##### Information given

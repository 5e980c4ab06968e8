use async_trait::async_trait;
use serde::{Deserialize, Serialize};

use funnelgraph_core::Result;

/// A single vendor-agnostic text-completion request.
#[derive(Debug, Clone, Serialize, Deserialize)]
pub struct CompletionRequest {
    /// User-facing prompt text
    pub prompt: String,
    /// Optional system instruction constraining the output
    pub system_prompt: Option<String>,
    /// Maximum tokens to generate
    pub max_tokens: Option<usize>,
    /// Temperature for sampling
    pub temperature: Option<f32>,
}

impl CompletionRequest {
    pub fn new(prompt: impl Into<String>) -> Self {
        Self {
            prompt: prompt.into(),
            system_prompt: None,
            max_tokens: None,
            temperature: None,
        }
    }

    pub fn with_system_prompt(mut self, system_prompt: impl Into<String>) -> Self {
        self.system_prompt = Some(system_prompt.into());
        self
    }

    pub fn with_max_tokens(mut self, max_tokens: usize) -> Self {
        self.max_tokens = Some(max_tokens);
        self
    }

    pub fn with_temperature(mut self, temperature: f32) -> Self {
        self.temperature = Some(temperature);
        self
    }
}

/// Response from a provider.
#[derive(Debug, Clone, Serialize, Deserialize)]
pub struct CompletionResponse {
    /// Generated text content
    pub content: String,
    /// Model that produced the completion
    pub model: String,
    /// Tokens used in the prompt
    pub prompt_tokens: Option<usize>,
    /// Tokens generated in the completion
    pub completion_tokens: Option<usize>,
    /// Total tokens used in the request
    pub total_tokens: Option<usize>,
}

impl CompletionResponse {
    /// Total token count, reconstructed from the parts when the provider
    /// did not report it directly.
    pub fn tokens_used(&self) -> usize {
        self.total_tokens.unwrap_or_else(|| {
            self.prompt_tokens.unwrap_or(0) + self.completion_tokens.unwrap_or(0)
        })
    }
}

/// Capability interface every text-generation provider implements.
///
/// The orchestrator depends only on this trait; concrete adapters wrap
/// the actual HTTP calls to specific vendors.
#[async_trait]
pub trait LLMProvider: Send + Sync {
    /// Execute one completion request against the backing service.
    async fn execute(&self, request: &CompletionRequest) -> Result<CompletionResponse>;

    /// Check if the provider is reachable and ready.
    async fn is_available(&self) -> bool {
        true
    }

    /// Get the name of this provider
    fn provider_name(&self) -> &str;

    /// Get the model identifier
    fn model_name(&self) -> &str;
}

/// Static registration data for one provider.
#[derive(Debug, Clone, Serialize, Deserialize)]
pub struct ProviderDescriptor {
    pub name: String,
    pub enabled: bool,
    /// Lower values are tried first
    pub priority: i32,
    /// Successful dispatches allowed before the provider is excluded
    /// until the next usage reset
    pub rate_limit: u32,
}

impl ProviderDescriptor {
    pub fn new(name: impl Into<String>, priority: i32, rate_limit: u32) -> Self {
        Self {
            name: name.into(),
            enabled: true,
            priority,
            rate_limit,
        }
    }

    pub fn disabled(mut self) -> Self {
        self.enabled = false;
        self
    }
}

/// Point-in-time usage snapshot for one registered provider.
#[derive(Debug, Clone, Serialize, Deserialize)]
pub struct ProviderUsage {
    pub name: String,
    pub enabled: bool,
    pub current_usage: u32,
    pub rate_limit: u32,
}

#[cfg(test)]
mod tests {
    use super::*;

    #[test]
    fn test_tokens_used_prefers_reported_total() {
        let response = CompletionResponse {
            content: "ok".to_string(),
            model: "m".to_string(),
            prompt_tokens: Some(10),
            completion_tokens: Some(5),
            total_tokens: Some(20),
        };
        assert_eq!(response.tokens_used(), 20);
    }

    #[test]
    fn test_tokens_used_sums_parts_when_total_missing() {
        let response = CompletionResponse {
            content: "ok".to_string(),
            model: "m".to_string(),
            prompt_tokens: Some(10),
            completion_tokens: Some(5),
            total_tokens: None,
        };
        assert_eq!(response.tokens_used(), 15);
    }

    #[test]
    fn test_request_builder() {
        let request = CompletionRequest::new("hello")
            .with_system_prompt("be terse")
            .with_max_tokens(64)
            .with_temperature(0.2);
        assert_eq!(request.prompt, "hello");
        assert_eq!(request.system_prompt.as_deref(), Some("be terse"));
        assert_eq!(request.max_tokens, Some(64));
    }
}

##########

-- Work request --
Search the data above for lines holding "this" and copy each of them.

-- Problem solution --
/// The orchestrator depends only on this trait; concrete adapters wrap
    /// Get the name of this provider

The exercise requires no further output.